Stored items
((

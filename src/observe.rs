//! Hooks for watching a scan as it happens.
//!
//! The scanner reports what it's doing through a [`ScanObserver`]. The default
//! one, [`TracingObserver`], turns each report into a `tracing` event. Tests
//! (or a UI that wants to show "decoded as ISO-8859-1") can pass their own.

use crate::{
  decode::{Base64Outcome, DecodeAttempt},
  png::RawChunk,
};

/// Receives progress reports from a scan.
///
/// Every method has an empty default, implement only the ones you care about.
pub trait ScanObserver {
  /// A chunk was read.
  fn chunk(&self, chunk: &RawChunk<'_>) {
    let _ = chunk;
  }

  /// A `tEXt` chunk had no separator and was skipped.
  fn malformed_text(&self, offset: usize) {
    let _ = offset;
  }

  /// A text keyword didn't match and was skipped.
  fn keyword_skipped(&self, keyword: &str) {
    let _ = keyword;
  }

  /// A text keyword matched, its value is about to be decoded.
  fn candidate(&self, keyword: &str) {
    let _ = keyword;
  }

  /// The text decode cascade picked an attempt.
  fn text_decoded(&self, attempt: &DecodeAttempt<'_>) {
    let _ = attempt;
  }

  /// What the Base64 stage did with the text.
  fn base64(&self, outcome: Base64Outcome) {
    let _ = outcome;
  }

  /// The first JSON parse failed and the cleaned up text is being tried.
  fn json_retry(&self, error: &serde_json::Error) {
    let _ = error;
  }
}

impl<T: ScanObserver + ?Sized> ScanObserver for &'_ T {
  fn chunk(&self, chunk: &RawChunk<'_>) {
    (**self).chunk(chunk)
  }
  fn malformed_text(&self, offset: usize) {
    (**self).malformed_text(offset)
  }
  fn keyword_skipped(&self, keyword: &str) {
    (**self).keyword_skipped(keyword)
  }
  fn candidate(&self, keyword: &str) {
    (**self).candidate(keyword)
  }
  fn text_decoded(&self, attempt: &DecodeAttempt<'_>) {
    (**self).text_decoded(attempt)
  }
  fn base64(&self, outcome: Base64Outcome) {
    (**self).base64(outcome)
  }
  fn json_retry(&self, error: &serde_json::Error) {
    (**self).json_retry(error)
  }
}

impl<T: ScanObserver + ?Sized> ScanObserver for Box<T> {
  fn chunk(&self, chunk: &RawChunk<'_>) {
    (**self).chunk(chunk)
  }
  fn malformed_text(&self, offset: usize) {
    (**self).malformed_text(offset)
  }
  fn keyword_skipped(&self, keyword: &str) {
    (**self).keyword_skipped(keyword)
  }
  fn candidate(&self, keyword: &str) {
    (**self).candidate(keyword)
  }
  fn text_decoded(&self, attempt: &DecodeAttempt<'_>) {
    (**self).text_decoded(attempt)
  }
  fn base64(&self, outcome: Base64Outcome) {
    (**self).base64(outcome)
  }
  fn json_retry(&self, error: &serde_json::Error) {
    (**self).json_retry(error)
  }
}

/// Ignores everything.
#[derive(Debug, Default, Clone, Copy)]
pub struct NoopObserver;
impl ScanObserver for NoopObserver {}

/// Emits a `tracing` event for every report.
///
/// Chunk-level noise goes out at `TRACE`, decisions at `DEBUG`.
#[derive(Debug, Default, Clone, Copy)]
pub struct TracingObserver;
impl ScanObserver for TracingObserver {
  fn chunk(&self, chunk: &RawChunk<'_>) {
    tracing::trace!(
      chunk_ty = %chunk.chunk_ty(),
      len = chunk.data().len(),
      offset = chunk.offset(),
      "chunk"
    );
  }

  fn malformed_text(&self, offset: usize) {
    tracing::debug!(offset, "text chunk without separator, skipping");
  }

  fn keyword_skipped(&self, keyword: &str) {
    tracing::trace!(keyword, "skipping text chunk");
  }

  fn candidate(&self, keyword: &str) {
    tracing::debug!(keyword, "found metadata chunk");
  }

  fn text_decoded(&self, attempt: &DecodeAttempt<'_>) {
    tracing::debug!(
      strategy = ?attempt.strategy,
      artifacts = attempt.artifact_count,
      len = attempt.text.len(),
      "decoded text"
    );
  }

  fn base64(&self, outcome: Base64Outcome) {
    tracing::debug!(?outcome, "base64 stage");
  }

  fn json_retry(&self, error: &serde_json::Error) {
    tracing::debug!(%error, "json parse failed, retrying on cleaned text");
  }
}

))

How to complete this task =>
The data must be output in full, exactly as given.

Answer box =>
filename src/observe.rs
//! Hooks for watching a scan as it happens.
//!
//! The scanner reports what it's doing through a [`ScanObserver`]. The default
//! one, [`TracingObserver`], turns each report into a `tracing` event. Tests
//! (or a UI that wants to show "decoded as ISO-8859-1") can pass their own.

use crate::{
  decode::{Base64Outcome, DecodeAttempt},
  png::RawChunk,
};

/// Receives progress reports from a scan.
///
/// Every method has an empty default, implement only the ones you care about.
pub trait ScanObserver {
  /// A chunk was read.
  fn chunk(&self, chunk: &RawChunk<'_>) {
    let _ = chunk;
  }

  /// A `tEXt` chunk had no separator and was skipped.
  fn malformed_text(&self, offset: usize) {
    let _ = offset;
  }

  /// A text keyword didn't match and was skipped.
  fn keyword_skipped(&self, keyword: &str) {
    let _ = keyword;
  }

  /// A text keyword matched, its value is about to be decoded.
  fn candidate(&self, keyword: &str) {
    let _ = keyword;
  }

  /// The text decode cascade picked an attempt.
  fn text_decoded(&self, attempt: &DecodeAttempt<'_>) {
    let _ = attempt;
  }

  /// What the Base64 stage did with the text.
  fn base64(&self, outcome: Base64Outcome) {
    let _ = outcome;
  }

  /// The first JSON parse failed and the cleaned up text is being tried.
  fn json_retry(&self, error: &serde_json::Error) {
    let _ = error;
  }
}

impl<T: ScanObserver + ?Sized> ScanObserver for &'_ T {
  fn chunk(&self, chunk: &RawChunk<'_>) {
    (**self).chunk(chunk)
  }
  fn malformed_text(&self, offset: usize) {
    (**self).malformed_text(offset)
  }
  fn keyword_skipped(&self, keyword: &str) {
    (**self).keyword_skipped(keyword)
  }
  fn candidate(&self, keyword: &str) {
    (**self).candidate(keyword)
  }
  fn text_decoded(&self, attempt: &DecodeAttempt<'_>) {
    (**self).text_decoded(attempt)
  }
  fn base64(&self, outcome: Base64Outcome) {
    (**self).base64(outcome)
  }
  fn json_retry(&self, error: &serde_json::Error) {
    (**self).json_retry(error)
  }
}

impl<T: ScanObserver + ?Sized> ScanObserver for Box<T> {
  fn chunk(&self, chunk: &RawChunk<'_>) {
    (**self).chunk(chunk)
  }
  fn malformed_text(&self, offset: usize) {
    (**self).malformed_text(offset)
  }
  fn keyword_skipped(&self, keyword: &str) {
    (**self).keyword_skipped(keyword)
  }
  fn candidate(&self, keyword: &str) {
    (**self).candidate(keyword)
  }
  fn text_decoded(&self, attempt: &DecodeAttempt<'_>) {
    (**self).text_decoded(attempt)
  }
  fn base64(&self, outcome: Base64Outcome) {
    (**self).base64(outcome)
  }
  fn json_retry(&self, error: &serde_json::Error) {
    (**self).json_retry(error)
  }
}

/// Ignores everything.
#[derive(Debug, Default, Clone, Copy)]
pub struct NoopObserver;
impl ScanObserver for NoopObserver {}

/// Emits a `tracing` event for every report.
///
/// Chunk-level noise goes out at `TRACE`, decisions at `DEBUG`.
#[derive(Debug, Default, Clone, Copy)]
pub struct TracingObserver;
impl ScanObserver for TracingObserver {
  fn chunk(&self, chunk: &RawChunk<'_>) {
    tracing::trace!(
      chunk_ty = %chunk.chunk_ty(),
      len = chunk.data().len(),
      offset = chunk.offset(),
      "chunk"
    );
  }

  fn malformed_text(&self, offset: usize) {
    tracing::debug!(offset, "text chunk without separator, skipping");
  }

  fn keyword_skipped(&self, keyword: &str) {
    tracing::trace!(keyword, "skipping text chunk");
  }

  fn candidate(&self, keyword: &str) {
    tracing::debug!(keyword, "found metadata chunk");
  }

  fn text_decoded(&self, attempt: &DecodeAttempt<'_>) {
    tracing::debug!(
      strategy = ?attempt.strategy,
      artifacts = attempt.artifact_count,
      len = attempt.text.len(),
      "decoded text"
    );
  }

  fn base64(&self, outcome: Base64Outcome) {
    tracing::debug!(?outcome, "base64 stage");
  }

  fn json_retry(&self, error: &serde_json::Error) {
    tracing::debug!(%error, "json parse failed, retrying on cleaned text");
  }
}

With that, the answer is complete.